Each line of the data below containing "reason" needs to be listed.
________________________
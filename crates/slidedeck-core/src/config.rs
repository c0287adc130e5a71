//! Editor tuning values.

use kurbo::Size;
use serde::{Deserialize, Serialize};
use std::fs;
use std::path::Path;
use thiserror::Error;

/// Distance (in slide units) within which an edge snaps to a guide.
pub const SNAP_TOLERANCE: f64 = 15.0;
/// Maximum number of snapshots kept in history.
pub const MAX_HISTORY: usize = 40;
/// Arrow-key nudge distance.
pub const NUDGE_STEP: f64 = 1.0;
/// Arrow-key nudge distance with the modifier held.
pub const NUDGE_STEP_LARGE: f64 = 10.0;
/// Smallest size a text element may be resized to.
pub const MIN_TEXT_SIZE: Size = Size::new(20.0, 20.0);
/// Smallest size an image or chart may be resized to.
pub const MIN_MEDIA_SIZE: Size = Size::new(30.0, 30.0);

/// Configuration errors.
#[derive(Debug, Error)]
pub enum ConfigError {
    #[error("IO error: {0}")]
    Io(#[from] std::io::Error),
    #[error("Invalid config: {0}")]
    Parse(#[from] serde_json::Error),
    #[error("Invalid value for {field}: {reason}")]
    Invalid { field: &'static str, reason: String },
}

/// Result type for configuration loading.
pub type ConfigResult<T> = Result<T, ConfigError>;

/// Tunable editor behaviour.
#[derive(Debug, Clone, PartialEq, Serialize, Deserialize)]
#[serde(default, rename_all = "camelCase")]
pub struct EditorConfig {
    /// Snap distance in slide units (inclusive).
    pub snap_tolerance: f64,
    /// History cap.
    pub max_history: usize,
    pub nudge_step: f64,
    pub nudge_step_large: f64,
    /// Resize floor for text elements.
    pub min_text_size: Size,
    /// Resize floor for images and charts.
    pub min_media_size: Size,
}

impl Default for EditorConfig {
    fn default() -> Self {
        Self {
            snap_tolerance: SNAP_TOLERANCE,
            max_history: MAX_HISTORY,
            nudge_step: NUDGE_STEP,
            nudge_step_large: NUDGE_STEP_LARGE,
            min_text_size: MIN_TEXT_SIZE,
            min_media_size: MIN_MEDIA_SIZE,
        }
    }
}

impl EditorConfig {
    /// Parse a config from JSON; missing fields take their defaults.
    pub fn from_json(json: &str) -> ConfigResult<Self> {
        let config: Self = serde_json::from_str(json)?;
        config.validate()?;
        Ok(config)
    }

    /// Load a JSON config file.
    pub fn load(path: &Path) -> ConfigResult<Self> {
        let json = fs::read_to_string(path)?;
        let config = Self::from_json(&json)?;
        log::debug!("Loaded editor config from {}", path.display());
        Ok(config)
    }

    /// Serialize the config to pretty JSON.
    pub fn to_json(&self) -> ConfigResult<String> {
        Ok(serde_json::to_string_pretty(self)?)
    }

    fn validate(&self) -> ConfigResult<()> {
        if !(self.snap_tolerance.is_finite() && self.snap_tolerance >= 0.0) {
            return Err(ConfigError::Invalid {
                field: "snapTolerance",
                reason: format!("expected a non-negative number, got {}", self.snap_tolerance),
            });
        }
        if self.max_history == 0 {
            return Err(ConfigError::Invalid {
                field: "maxHistory",
                reason: "history must keep at least one snapshot".to_string(),
            });
        }
        for (field, step) in [
            ("nudgeStep", self.nudge_step),
            ("nudgeStepLarge", self.nudge_step_large),
        ] {
            if !(step.is_finite() && step > 0.0) {
                return Err(ConfigError::Invalid {
                    field,
                    reason: format!("expected a positive number, got {}", step),
                });
            }
        }
        for (field, size) in [
            ("minTextSize", self.min_text_size),
            ("minMediaSize", self.min_media_size),
        ] {
            if !(size.width.is_finite() && size.height.is_finite())
                || size.width < 0.0
                || size.height < 0.0
            {
                return Err(ConfigError::Invalid {
                    field,
                    reason: format!("expected a non-negative size, got {:?}", size),
                });
            }
        }
        Ok(())
    }
}

#[cfg(test)]
mod tests {
    use super::*;
    use std::io::Write;

    #[test]
    fn test_defaults() {
        let config = EditorConfig::default();
        assert_eq!(config.snap_tolerance, 15.0);
        assert_eq!(config.max_history, 40);
        assert_eq!(config.nudge_step, 1.0);
        assert_eq!(config.nudge_step_large, 10.0);
    }

    #[test]
    fn test_partial_json_uses_defaults() {
        let config = EditorConfig::from_json(r#"{ "snapTolerance": 8 }"#).unwrap();
        assert_eq!(config.snap_tolerance, 8.0);
        assert_eq!(config.max_history, MAX_HISTORY);
        assert_eq!(config.min_media_size, MIN_MEDIA_SIZE);
    }

    #[test]
    fn test_rejects_zero_history() {
        let err = EditorConfig::from_json(r#"{ "maxHistory": 0 }"#).unwrap_err();
        assert!(matches!(err, ConfigError::Invalid { field: "maxHistory", .. }));
    }

    #[test]
    fn test_rejects_negative_tolerance() {
        let err = EditorConfig::from_json(r#"{ "snapTolerance": -1 }"#).unwrap_err();
        assert!(matches!(err, ConfigError::Invalid { field: "snapTolerance", .. }));
    }

    #[test]
    fn test_load_from_file() {
        let mut file = tempfile::NamedTempFile::new().unwrap();
        let config = EditorConfig {
            nudge_step_large: 25.0,
            ..EditorConfig::default()
        };
        file.write_all(config.to_json().unwrap().as_bytes()).unwrap();

        let loaded = EditorConfig::load(file.path()).unwrap();
        assert_eq!(loaded, config);
    }

    #[test]
    fn test_load_missing_file() {
        let dir = tempfile::tempdir().unwrap();
        let err = EditorConfig::load(&dir.path().join("missing.json")).unwrap_err();
        assert!(matches!(err, ConfigError::Io(_)));
    }
}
________________________
ANSWER FOR THIS EXERCISE:
    #[error("Invalid value for {field}: {reason}")]
    Invalid { field: &'static str, reason: String },
                reason: format!("expected a non-negative number, got {}", self.snap_tolerance),
                reason: "history must keep at least one snapshot".to_string(),
                    reason: format!("expected a positive number, got {}", step),
                    reason: format!("expected a non-negative size, got {:?}", size),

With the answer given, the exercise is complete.